WORK REQUEST -
Every line that contains "never" must be located and copied from the data.

EXTRACTED MATERIAL -
------------------------

use crate::record::AppRecord;
use vanilla_appstream_silo::normalize_keyword;

/// Search terms for applications we do not ship, mapped to the component
/// we suggest in their place.
const WILDCARD_ALIASES: &[(&str, &str)] = &[
    ("fotoshop", "org.gimp.GIMP"),
    ("photoshop", "org.gimp.GIMP"),
    ("illustrator", "org.inkscape.Inkscape"),
    ("coreldraw", "org.inkscape.Inkscape"),
    ("lightroom", "org.darktable.Darktable"),
    ("premiere", "org.kde.kdenlive"),
    ("msword", "org.libreoffice.LibreOffice"),
    ("excel", "org.libreoffice.LibreOffice"),
];

/// Wildcard suggestions for `keywords`, one per suggested component, in
/// keyword order.
pub fn wildcard_suggestions(keywords: &[String]) -> Vec<AppRecord> {
    let mut suggestions: Vec<AppRecord> = Vec::new();
    for keyword in keywords.iter().filter_map(|keyword| normalize_keyword(keyword)) {
        for (_, id) in WILDCARD_ALIASES.iter().filter(|(alias, _)| *alias == keyword) {
            if suggestions.iter().any(|record| record.id == *id) {
                continue;
            }
            suggestions.push(AppRecord {
                is_wildcard: true,
                ..AppRecord::new(*id)
            });
        }
    }
    suggestions
}
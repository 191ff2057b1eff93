use crate::error::SiloError;
use crate::model::SILO_FORMAT_VERSION;
use crate::model::Silo;
use std::fs;
use std::io::Write;
use std::path::Path;
use tracing::warn;

pub enum SiloLoad {
    Missing,
    Loaded(Box<Silo>),
    ResetAfterCorruption,
}

/// Loads a persisted silo, discarding files that are unreadable or were
/// written by another format version.
pub fn load_silo(path: &Path) -> Result<SiloLoad, SiloError> {
    if !path.exists() {
        return Ok(SiloLoad::Missing);
    }
    let buf = fs::read(path)?;
    let outcome = match bincode::deserialize::<Silo>(&buf) {
        Ok(silo) if silo.header.format_version == SILO_FORMAT_VERSION => {
            return Ok(SiloLoad::Loaded(Box::new(silo)));
        }
        Ok(silo) => format!(
            "format version {} (expected {SILO_FORMAT_VERSION})",
            silo.header.format_version
        ),
        Err(err) => err.to_string(),
    };
    warn!("silo at {path:?} is unusable ({outcome}); it will be recompiled");
    if let Err(remove_err) = fs::remove_file(path) {
        warn!("failed to remove unusable silo {path:?}: {remove_err}");
    }
    Ok(SiloLoad::ResetAfterCorruption)
}

/// Writes `silo` to `tmp_path` and renames it over `path`, so readers of
/// `path` never observe a partially written file.
pub fn save_silo(path: &Path, tmp_path: &Path, silo: &Silo) -> Result<(), SiloError> {
    if let Some(parent) = path.parent() {
        fs::create_dir_all(parent)?;
    }
    let data = bincode::serialize(silo)?;
    {
        let mut file = fs::File::create(tmp_path)?;
        file.write_all(&data)?;
        file.sync_all()?;
    }
    fs::rename(tmp_path, path)?;
    Ok(())
}
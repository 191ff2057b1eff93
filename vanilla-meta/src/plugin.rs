use crate::aliases::wildcard_suggestions;
use crate::config::VanillaMetaConfig;
use crate::container::ApxRuntime;
use crate::container::ContainerRuntime;
use crate::error::Result;
use crate::error::VanillaMetaError;
use crate::fetch::FetchProgress;
use crate::fetch::Fetcher;
use crate::fetch::ReqwestFetcher;
use crate::reconcile::InstallParams;
use crate::reconcile::Reconciler;
use crate::reconcile::RefineScope;
use crate::reconcile::record_from_entry;
use crate::record::AppQuery;
use crate::record::AppRecord;
use crate::record::AppState;
use crate::record::RefineFlags;
use crate::record::RefreshFlags;
use crate::store::DocumentStore;
use crate::worker::JobQueue;
use arc_swap::ArcSwapOption;
use std::sync::Arc;
use std::time::Duration;
use tokio::task::spawn_blocking;
use tokio_util::sync::CancellationToken;
use tracing::debug;
use tracing::info;
use tracing::warn;
use vanilla_appstream_silo::CompileFlags;
use vanilla_appstream_silo::Silo;
use vanilla_appstream_silo::SiloHeader;
use vanilla_appstream_silo::SiloLoad;
use vanilla_appstream_silo::TransformRule;
use vanilla_appstream_silo::compile;
use vanilla_appstream_silo::entries_by_id;
use vanilla_appstream_silo::find_alternates_of;
use vanilla_appstream_silo::load_silo;
use vanilla_appstream_silo::save_silo;
use vanilla_appstream_silo::search;

/// Host-facing surface of the metadata subsystem.
///
/// Refresh, listing and refining are queued on one FIFO worker; the current
/// silo is an atomically swapped snapshot that readers never see half built.
pub struct VanillaMetaPlugin {
    pipeline: Pipeline,
    runtime: Arc<dyn ContainerRuntime>,
    jobs: JobQueue,
}

/// State shared with queued jobs.
#[derive(Clone)]
struct Pipeline {
    config: Arc<VanillaMetaConfig>,
    store: DocumentStore,
    fetcher: Arc<dyn Fetcher>,
    reconciler: Arc<Reconciler>,
    silo: Arc<ArcSwapOption<Silo>>,
}

/// Outcome of bringing the silo in line with the cached document.
enum Rebuild {
    Current,
    Loaded(Silo),
    Compiled(Silo),
}

impl VanillaMetaPlugin {
    /// Production plugin: reqwest downloads and `apx` containers.
    ///
    /// Must be called from within a tokio runtime.
    pub fn new(config: VanillaMetaConfig) -> Result<Self> {
        config.validate()?;
        let fetcher = ReqwestFetcher::from_config(&config)?;
        Self::with_collaborators(config, Arc::new(fetcher), Arc::new(ApxRuntime::default()))
    }

    pub fn with_collaborators(
        config: VanillaMetaConfig,
        fetcher: Arc<dyn Fetcher>,
        runtime: Arc<dyn ContainerRuntime>,
    ) -> Result<Self> {
        config.validate()?;
        let reconciler = Reconciler::new(
            config.origin.clone(),
            RefineScope {
                filter_by_origin: config.refine_filter_by_origin,
            },
        );
        let pipeline = Pipeline {
            store: DocumentStore::new(config.cache_dir.clone()),
            config: Arc::new(config),
            fetcher,
            reconciler: Arc::new(reconciler),
            silo: Arc::new(ArcSwapOption::empty()),
        };
        Ok(Self {
            pipeline,
            runtime,
            jobs: JobQueue::spawn(),
        })
    }

    pub fn store(&self) -> &DocumentStore {
        &self.pipeline.store
    }

    /// Downloads the document when the cache is at least `max_age` old, then
    /// makes the silo compiled from the cached document current.
    ///
    /// On failure the previously current silo stays current.
    pub async fn refresh(
        &self,
        max_age: Duration,
        flags: RefreshFlags,
        cancel: &CancellationToken,
    ) -> Result<()> {
        let pipeline = self.pipeline.clone();
        let cancel = cancel.clone();
        self.jobs
            .submit(move || async move { pipeline.refresh(max_age, flags, &cancel).await })
            .await
    }

    /// Claimed records for the entries matching `query`, followed by
    /// wildcard suggestions for the keywords.
    pub async fn list_apps(
        &self,
        query: AppQuery,
        cancel: &CancellationToken,
    ) -> Result<Vec<AppRecord>> {
        check_query(&query)?;
        let pipeline = self.pipeline.clone();
        let cancel = cancel.clone();
        self.jobs
            .submit(move || async move { pipeline.list_apps(&query, &cancel) })
            .await
    }

    /// Enriches our records from the current silo and hands them back.
    pub async fn refine(
        &self,
        records: Vec<AppRecord>,
        flags: RefineFlags,
        cancel: &CancellationToken,
    ) -> Result<Vec<AppRecord>> {
        let pipeline = self.pipeline.clone();
        let cancel = cancel.clone();
        self.jobs
            .submit(move || async move { pipeline.refine(records, flags, &cancel) })
            .await
    }

    /// Claims `record` when it carries a container binding.
    pub fn adopt(&self, record: &mut AppRecord) {
        self.pipeline.reconciler.adopt(record);
    }

    /// Installs a refined record into its container, creating the container
    /// first when it does not exist yet.
    pub async fn install(&self, record: &mut AppRecord, cancel: &CancellationToken) -> Result<()> {
        let params = match InstallParams::resolve(record) {
            Ok(params) => params,
            Err(err) => {
                record.state = AppState::Available;
                return Err(err);
            }
        };
        record.state = AppState::Installing;
        match self.install_with(&params, cancel).await {
            Ok(()) => {
                info!("installed {} into {}", params.package, params.container_name);
                record.state = AppState::Installed;
                Ok(())
            }
            Err(err) => {
                warn!("installing {} failed: {err}", params.package);
                record.state = AppState::Available;
                Err(err)
            }
        }
    }

    async fn install_with(&self, params: &InstallParams, cancel: &CancellationToken) -> Result<()> {
        let containers = self.runtime.list_containers(cancel).await?;
        if !containers.contains(&params.container_name) {
            info!("creating container {}", params.container_name);
            self.runtime
                .init_container(&params.container_flag, cancel)
                .await?;
        }
        self.runtime
            .install_package(&params.container_flag, &params.package, cancel)
            .await?;
        Ok(())
    }

    pub async fn launch(&self, record: &AppRecord) -> Result<()> {
        let params = InstallParams::resolve(record)?;
        let command = params.launch_command(record);
        self.runtime
            .launch(&params.container_flag, &command)
            .await?;
        Ok(())
    }

    pub fn current_silo(&self) -> Option<Arc<Silo>> {
        self.pipeline.silo.load_full()
    }

    /// Stops the worker; queued and later requests fail with
    /// [`VanillaMetaError::WorkerGone`].
    pub fn shutdown(&self) {
        self.jobs.shutdown();
    }
}

impl Drop for VanillaMetaPlugin {
    fn drop(&mut self) {
        self.jobs.shutdown();
    }
}

fn check_query(query: &AppQuery) -> Result<()> {
    if let Some(category) = &query.category {
        return Err(VanillaMetaError::UnsupportedQuery(format!(
            "category filter `{category}`"
        )));
    }
    if query.is_installed.is_some() {
        return Err(VanillaMetaError::UnsupportedQuery(
            "installed-state filter".to_string(),
        ));
    }
    let has_keywords = query.keywords.iter().any(|keyword| !keyword.trim().is_empty());
    if !has_keywords && query.alternate_of.is_none() {
        return Err(VanillaMetaError::UnsupportedQuery(
            "query needs keywords or an alternate reference".to_string(),
        ));
    }
    Ok(())
}

impl Pipeline {
    fn rules(&self) -> Vec<TransformRule> {
        let mut rules = vec![TransformRule::OriginTag {
            origin: self.config.origin.clone(),
        }];
        if self.config.tokenize {
            rules.push(TransformRule::Tokenize);
        }
        rules
    }

    fn locales(&self) -> Vec<String> {
        self.config
            .locales
            .iter()
            .map(|locale| locale.trim())
            .filter(|locale| !locale.is_empty())
            .map(ToString::to_string)
            .collect()
    }

    async fn refresh(
        &self,
        max_age: Duration,
        flags: RefreshFlags,
        cancel: &CancellationToken,
    ) -> Result<()> {
        if cancel.is_cancelled() {
            return Err(VanillaMetaError::Cancelled);
        }
        self.store.ensure_dirs()?;
        match self.store.age() {
            Some(age) if age < max_age => {
                debug!(
                    "metadata cache is only {} seconds old, skipping download",
                    age.as_secs()
                );
            }
            _ => self.download(flags, cancel).await?,
        }
        if cancel.is_cancelled() {
            return Err(VanillaMetaError::Cancelled);
        }
        self.rebuild(cancel).await
    }

    async fn download(&self, flags: RefreshFlags, cancel: &CancellationToken) -> Result<()> {
        let url = self.config.metadata_url.as_str();
        debug!("refreshing metadata from {url}");
        let on_progress = move |progress: FetchProgress| {
            let total = progress
                .total
                .map(|total| total.to_string())
                .unwrap_or_else(|| "?".to_string());
            if flags.interactive {
                info!("downloaded {} of {total} bytes", progress.bytes_so_far);
            } else {
                debug!("downloaded {} of {total} bytes", progress.bytes_so_far);
            }
        };
        if let Err(err) = self
            .fetcher
            .fetch(url, &self.store.document_path(), &on_progress, cancel)
            .await
        {
            warn!("metadata download failed: {err}");
            return Err(err.into());
        }
        info!("downloaded new metadata document");
        Ok(())
    }

    async fn rebuild(&self, cancel: &CancellationToken) -> Result<()> {
        let store = self.store.clone();
        let current = self.silo.load_full();
        let locales = self.locales();
        let rules = self.rules();
        let flags = CompileFlags {
            ignore_invalid: self.config.ignore_invalid,
        };
        let job_cancel = cancel.clone();
        let rebuilt = spawn_blocking(move || {
            rebuild_silo(&store, current.as_deref(), &locales, &rules, flags, &job_cancel)
        })
        .await??;

        if cancel.is_cancelled() {
            return Err(VanillaMetaError::Cancelled);
        }
        match rebuilt {
            Rebuild::Current => debug!("metadata silo already up to date"),
            Rebuild::Loaded(silo) => {
                info!("loaded metadata silo with {} components", silo.len());
                self.silo.store(Some(Arc::new(silo)));
            }
            Rebuild::Compiled(silo) => {
                info!("compiled metadata silo with {} components", silo.len());
                self.silo.store(Some(Arc::new(silo)));
            }
        }
        Ok(())
    }

    fn list_apps(&self, query: &AppQuery, cancel: &CancellationToken) -> Result<Vec<AppRecord>> {
        if cancel.is_cancelled() {
            return Err(VanillaMetaError::Cancelled);
        }
        let mut records: Vec<AppRecord> = Vec::new();
        match self.silo.load_full() {
            Some(silo) => {
                let mut push = |record: AppRecord| {
                    let duplicate = records.iter().any(|existing| {
                        existing.id == record.id
                            && existing.default_source() == record.default_source()
                    });
                    if !duplicate {
                        records.push(record);
                    }
                };
                if !query.keywords.is_empty() {
                    for entry in search(&silo, &query.keywords) {
                        push(record_from_entry(entry));
                    }
                }
                if let Some(reference) = &query.alternate_of {
                    for &position in entries_by_id(&silo, reference) {
                        for entry in find_alternates_of(&silo, position) {
                            push(record_from_entry(entry));
                        }
                    }
                }
            }
            None => debug!("no metadata silo yet, listing suggestions only"),
        }
        self.reconciler.claim(&mut records);

        for suggestion in wildcard_suggestions(&query.keywords) {
            if !records.iter().any(|record| record.id == suggestion.id) {
                records.push(suggestion);
            }
        }
        Ok(records)
    }

    fn refine(
        &self,
        mut records: Vec<AppRecord>,
        flags: RefineFlags,
        cancel: &CancellationToken,
    ) -> Result<Vec<AppRecord>> {
        if cancel.is_cancelled() {
            return Err(VanillaMetaError::Cancelled);
        }
        match self.silo.load_full() {
            Some(silo) => {
                let refined = self.reconciler.refine(&mut records, &silo, flags);
                debug!("refined {refined} of {} records", records.len());
            }
            None => debug!("no metadata silo yet, records left as they are"),
        }
        Ok(records)
    }
}

/// Reuses the current or persisted silo when it was compiled from the cached
/// document with the same locales and rules, compiling a new one otherwise.
fn rebuild_silo(
    store: &DocumentStore,
    current: Option<&Silo>,
    locales: &[String],
    rules: &[TransformRule],
    flags: CompileFlags,
    cancel: &CancellationToken,
) -> Result<Rebuild> {
    let expected = SiloHeader::new(store.digest()?, locales, rules);
    if current.is_some_and(|silo| silo.matches(&expected)) {
        return Ok(Rebuild::Current);
    }

    let index_path = store.index_path();
    match load_silo(&index_path) {
        Ok(SiloLoad::Loaded(silo)) if silo.matches(&expected) => {
            return Ok(Rebuild::Loaded(*silo));
        }
        Ok(SiloLoad::Loaded(_)) => debug!("persisted silo is out of date, recompiling"),
        Ok(SiloLoad::Missing) => debug!("no persisted silo, compiling"),
        Ok(SiloLoad::ResetAfterCorruption) => warn!("persisted silo was corrupt, recompiling"),
        Err(err) => warn!("failed to read persisted silo ({err}), recompiling"),
    }

    let silo = compile(&store.document_path(), locales, rules, flags, cancel)?;
    if cancel.is_cancelled() {
        return Err(VanillaMetaError::Cancelled);
    }
    save_silo(&index_path, &store.temp_index_path(), &silo)?;
    Ok(Rebuild::Compiled(silo))
}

------------------------

RESPONSE TO THIS EXERCISE -
/// `path` never observe a partially written file.
/// silo is an atomically swapped snapshot that readers never see half built.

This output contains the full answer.